5. Modified configurations file /opt/bitnami/apache/conf/httpd.conf

ServerName jkelvin.com:80

6. Restarted Apache via:

After these I tried to visit the IP address, the URL in both HTTP and HTTPS but all returned a jkelvin.com refused to connect ERR_CONNECTION_REFUSED error

=========

#Appendix

1. sudo /opt/bitnami/ctlscript.sh status

mariadb already running
php-fpm already running

2. Bitnami support code:

3. I’ve tried to delete project, recreate project, reinstall wordpress multisite vm multiple times and I always get the same error. Also trying Let’sEncrypt via bitnami’s certtool also returns same error

4. Ran the bitnami support tool and get the following messages:

[client 45.146.164.125:55972] AH00124: Request exceeded the limit of 10 internal 
redirects due to probable configuration error. Use 'LimitInternalRecursion' to 
increase the limit if necessary. Use 'LogLevel debug' to get a backtrace., 
referer:  
<removed-link-due-to-new-user-link-limit>
 [Sun May 30 12:50:40.505286 2021] [core:error] [pid 2800:tid 140136025077504] 
[client 45.146.164.125:53690] AH00124: Request exceeded the limit of 10 internal 
redirects due to probable configuration error. Use 'LimitInternalRecursion' to 
increase the limit if necessary. Use 'LogLevel debug' to get a backtrace., 
referer:  
<removed-link-due-to-new-user-link-limit>


Please check the following guide to troubleshoot server issues:
 
<removed-link-due-to-new-user-link-limit>

The Apache configuration has errors:

AH00526: Syntax error on line 7 of 
/opt/bitnami/apache/conf/vhosts/wordpress-https-vhost.conf: 
SSLCACertificateFile: file 
Press [Enter] to continue:
'/opt/bitnami/apache2/conf/bitnami/certs/jkelvin.com/server-ca.crt'' does not 
exist or is empty

Please check the configuration.

[Connectivity]

Server ports 22, 80 and/or 443 are not publicly accessible. Please check the 
following guide to open server ports for remote access:
 
<removed-link-due-to-new-user-link-limit>
 

===== End of bndiagnostic tool output =====

The markups are messed up, a repost on https://pastebin.com/raw/JZE7dCn5

Hello @fycz000,

There is a typo in your /opt/bitnami/apache/conf/vhosts/wordpress-https-vhost.conf.
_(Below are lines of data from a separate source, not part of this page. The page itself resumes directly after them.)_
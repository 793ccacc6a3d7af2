//! Diagnostics accumulation (spec §4.8, §7).
//!
//! Grounded on `noet-core::codec::diagnostic`'s severity-tagged problem list with optional source
//! ranges and suggested replacements, reused here verbatim in shape (only the stable-identifier
//! taxonomy is new).

use std::path::PathBuf;

use serde::{Deserialize, Serialize};

#[derive(Debug, Clone, Copy, PartialEq, Eq, PartialOrd, Ord, Serialize, Deserialize)]
pub enum Severity {
    Information,
    Warning,
    Error,
}

/// A span within a source file, 1-indexed line/column like most editors expect.
#[derive(Debug, Clone, Copy, PartialEq, Eq, Serialize, Deserialize)]
pub struct SourceRange {
    pub start_line: u32,
    pub start_column: u32,
    pub end_line: u32,
    pub end_column: u32,
}

/// A suggested fix: replacement text for a range (spec §4.8 "solutions").
#[derive(Debug, Clone, PartialEq, Eq, Serialize, Deserialize)]
pub struct Solution {
    pub summary: String,
    pub replacement_text: String,
    pub range: Option<SourceRange>,
}

/// Stable problem identifiers (spec §7 taxonomy, e.g. `.DuplicateReference`).
#[derive(Debug, Clone, Copy, PartialEq, Eq, PartialOrd, Ord, Serialize, Deserialize)]
pub enum ProblemIdentifier {
    MalformedSymbolGraph,
    DuplicateReference,
    UnmatchedDocumentationExtension,
    MultipleDocumentationExtensions,
    UnresolvedLink,
    OrphanRelationship,
    LookupCollision,
    OsDeclarationConflict,
    RegistrationCancelled,
    ExternalResolverMisbehavior,
    CyclicRelationship,
}

impl ProblemIdentifier {
    /// Whether this kind is, per spec §7, recoverable at the level it is raised (a diagnostic is
    /// still recorded either way; this marks whether the catalog may still proceed).
    pub fn is_fatal(self) -> bool {
        matches!(
            self,
            ProblemIdentifier::MalformedSymbolGraph | ProblemIdentifier::ExternalResolverMisbehavior
        )
    }
}

#[derive(Debug, Clone, PartialEq, Eq, Serialize, Deserialize)]
pub struct Problem {
    pub severity: Severity,
    pub identifier: ProblemIdentifier,
    pub summary: String,
    pub source_file: Option<PathBuf>,
    pub range: Option<SourceRange>,
    pub explanation: Option<String>,
    pub solutions: Vec<Solution>,
    /// Free-form candidate/alternative notes (spec §7: "enumerate the candidate URLs the
    /// resolver tried").
    pub notes: Vec<String>,
}

impl Problem {
    pub fn new(severity: Severity, identifier: ProblemIdentifier, summary: impl Into<String>) -> Self {
        Problem {
            severity,
            identifier,
            summary: summary.into(),
            source_file: None,
            range: None,
            explanation: None,
            solutions: Vec::new(),
            notes: Vec::new(),
        }
    }

    pub fn with_notes(mut self, notes: Vec<String>) -> Self {
        self.notes = notes;
        self
    }

    pub fn with_source(mut self, source_file: PathBuf, range: Option<SourceRange>) -> Self {
        self.source_file = Some(source_file);
        self.range = range;
        self
    }
}

/// An append-only bag of problems accumulated during registration and conversion (spec §4.8).
#[derive(Debug, Clone, Default)]
pub struct DiagnosticEngine {
    problems: Vec<Problem>,
}

impl DiagnosticEngine {
    pub fn new() -> Self {
        DiagnosticEngine::default()
    }

    pub fn record(&mut self, problem: Problem) {
        if problem.severity == Severity::Error {
            tracing::error!(identifier = ?problem.identifier, summary = %problem.summary, "fatal problem recorded");
        } else {
            tracing::warn!(identifier = ?problem.identifier, summary = %problem.summary, "problem recorded");
        }
        self.problems.push(problem);
    }

    pub fn problems(&self) -> &[Problem] {
        &self.problems
    }

    /// spec §7: "a non-empty set of error-severity problems at the end of registration blocks
    /// conversion."
    pub fn has_fatal_errors(&self) -> bool {
        self.problems.iter().any(|p| p.severity == Severity::Error)
    }
}

#[cfg(test)]
mod tests {
    use super::*;

    #[test]
    fn error_severity_is_fatal() {
        let mut engine = DiagnosticEngine::new();
        assert!(!engine.has_fatal_errors());
        engine.record(Problem::new(
            Severity::Error,
            ProblemIdentifier::MalformedSymbolGraph,
            "bad json",
        ));
        assert!(engine.has_fatal_errors());
    }

    #[test]
    fn warnings_do_not_block_conversion() {
        let mut engine = DiagnosticEngine::new();
        engine.record(Problem::new(
            Severity::Warning,
            ProblemIdentifier::DuplicateReference,
            "duplicate",
        ));
        assert!(!engine.has_fatal_errors());
    }

    #[test]
    fn malformed_symbol_graph_is_a_fatal_kind() {
        assert!(ProblemIdentifier::MalformedSymbolGraph.is_fatal());
        assert!(!ProblemIdentifier::DuplicateReference.is_fatal());
    }
}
Change it:

  SSLCACertificateFIle "/opt/bitnami/apache2/conf/bitnami/certs/jkelvin.com/server-ca.crt'

to

  SSLCACertificateFIle "/opt/bitnami/apache2/conf/bitnami/certs/jkelvin.com/server-ca.crt" 

Regards

This topic was automatically closed 14 days after the last reply. New replies are no longer allowed.